[Dataset entries]
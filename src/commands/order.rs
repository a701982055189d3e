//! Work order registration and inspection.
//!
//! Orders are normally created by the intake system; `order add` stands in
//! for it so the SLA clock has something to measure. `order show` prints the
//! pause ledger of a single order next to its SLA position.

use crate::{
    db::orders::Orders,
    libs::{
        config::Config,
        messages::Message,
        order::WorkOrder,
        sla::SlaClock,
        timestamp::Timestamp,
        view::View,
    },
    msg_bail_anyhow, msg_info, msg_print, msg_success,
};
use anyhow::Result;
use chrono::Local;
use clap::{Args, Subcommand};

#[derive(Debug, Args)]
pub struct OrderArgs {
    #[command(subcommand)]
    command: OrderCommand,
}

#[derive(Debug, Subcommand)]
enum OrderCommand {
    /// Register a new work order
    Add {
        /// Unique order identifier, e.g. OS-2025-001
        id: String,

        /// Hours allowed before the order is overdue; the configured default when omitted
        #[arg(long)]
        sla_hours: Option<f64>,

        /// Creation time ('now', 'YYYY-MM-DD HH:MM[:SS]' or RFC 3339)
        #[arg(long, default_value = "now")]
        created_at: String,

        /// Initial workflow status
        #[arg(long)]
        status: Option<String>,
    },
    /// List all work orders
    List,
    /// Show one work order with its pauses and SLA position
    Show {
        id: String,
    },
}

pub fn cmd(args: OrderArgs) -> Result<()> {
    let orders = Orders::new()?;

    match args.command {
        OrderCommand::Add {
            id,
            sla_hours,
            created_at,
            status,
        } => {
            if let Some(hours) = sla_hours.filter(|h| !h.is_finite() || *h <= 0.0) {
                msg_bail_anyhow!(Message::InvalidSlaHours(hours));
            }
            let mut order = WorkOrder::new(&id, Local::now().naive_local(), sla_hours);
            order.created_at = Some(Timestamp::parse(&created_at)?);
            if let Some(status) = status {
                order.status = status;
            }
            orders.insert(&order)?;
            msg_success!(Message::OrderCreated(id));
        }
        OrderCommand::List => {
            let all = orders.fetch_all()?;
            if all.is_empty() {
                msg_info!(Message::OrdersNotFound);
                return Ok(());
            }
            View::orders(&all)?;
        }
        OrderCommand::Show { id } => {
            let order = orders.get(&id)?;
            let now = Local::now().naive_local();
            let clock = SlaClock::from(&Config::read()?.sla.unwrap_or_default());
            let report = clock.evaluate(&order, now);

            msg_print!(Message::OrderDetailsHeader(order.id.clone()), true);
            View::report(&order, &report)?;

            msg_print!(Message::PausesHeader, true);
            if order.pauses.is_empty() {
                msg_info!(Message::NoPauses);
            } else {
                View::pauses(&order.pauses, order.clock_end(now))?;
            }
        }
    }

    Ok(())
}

Exercise instructions » Your answer should be every entry above, repeated exactly.

The answer »
filename src/commands/order.rs
repository a701982055189d3e
//! Work order registration and inspection.
//!
//! Orders are normally created by the intake system; `order add` stands in
//! for it so the SLA clock has something to measure. `order show` prints the
//! pause ledger of a single order next to its SLA position.

use crate::{
    db::orders::Orders,
    libs::{
        config::Config,
        messages::Message,
        order::WorkOrder,
        sla::SlaClock,
        timestamp::Timestamp,
        view::View,
    },
    msg_bail_anyhow, msg_info, msg_print, msg_success,
};
use anyhow::Result;
use chrono::Local;
use clap::{Args, Subcommand};

#[derive(Debug, Args)]
pub struct OrderArgs {
    #[command(subcommand)]
    command: OrderCommand,
}

#[derive(Debug, Subcommand)]
enum OrderCommand {
    /// Register a new work order
    Add {
        /// Unique order identifier, e.g. OS-2025-001
        id: String,

        /// Hours allowed before the order is overdue; the configured default when omitted
        #[arg(long)]
        sla_hours: Option<f64>,

        /// Creation time ('now', 'YYYY-MM-DD HH:MM[:SS]' or RFC 3339)
        #[arg(long, default_value = "now")]
        created_at: String,

        /// Initial workflow status
        #[arg(long)]
        status: Option<String>,
    },
    /// List all work orders
    List,
    /// Show one work order with its pauses and SLA position
    Show {
        id: String,
    },
}

pub fn cmd(args: OrderArgs) -> Result<()> {
    let orders = Orders::new()?;

    match args.command {
        OrderCommand::Add {
            id,
            sla_hours,
            created_at,
            status,
        } => {
            if let Some(hours) = sla_hours.filter(|h| !h.is_finite() || *h <= 0.0) {
                msg_bail_anyhow!(Message::InvalidSlaHours(hours));
            }
            let mut order = WorkOrder::new(&id, Local::now().naive_local(), sla_hours);
            order.created_at = Some(Timestamp::parse(&created_at)?);
            if let Some(status) = status {
                order.status = status;
            }
            orders.insert(&order)?;
            msg_success!(Message::OrderCreated(id));
        }
        OrderCommand::List => {
            let all = orders.fetch_all()?;
            if all.is_empty() {
                msg_info!(Message::OrdersNotFound);
                return Ok(());
            }
            View::orders(&all)?;
        }
        OrderCommand::Show { id } => {
            let order = orders.get(&id)?;
            let now = Local::now().naive_local();
            let clock = SlaClock::from(&Config::read()?.sla.unwrap_or_default());
            let report = clock.evaluate(&order, now);

            msg_print!(Message::OrderDetailsHeader(order.id.clone()), true);
            View::report(&order, &report)?;

            msg_print!(Message::PausesHeader, true);
            if order.pauses.is_empty() {
                msg_info!(Message::NoPauses);
            } else {
                View::pauses(&order.pauses, order.clock_end(now))?;
            }
        }
    }

    Ok(())
}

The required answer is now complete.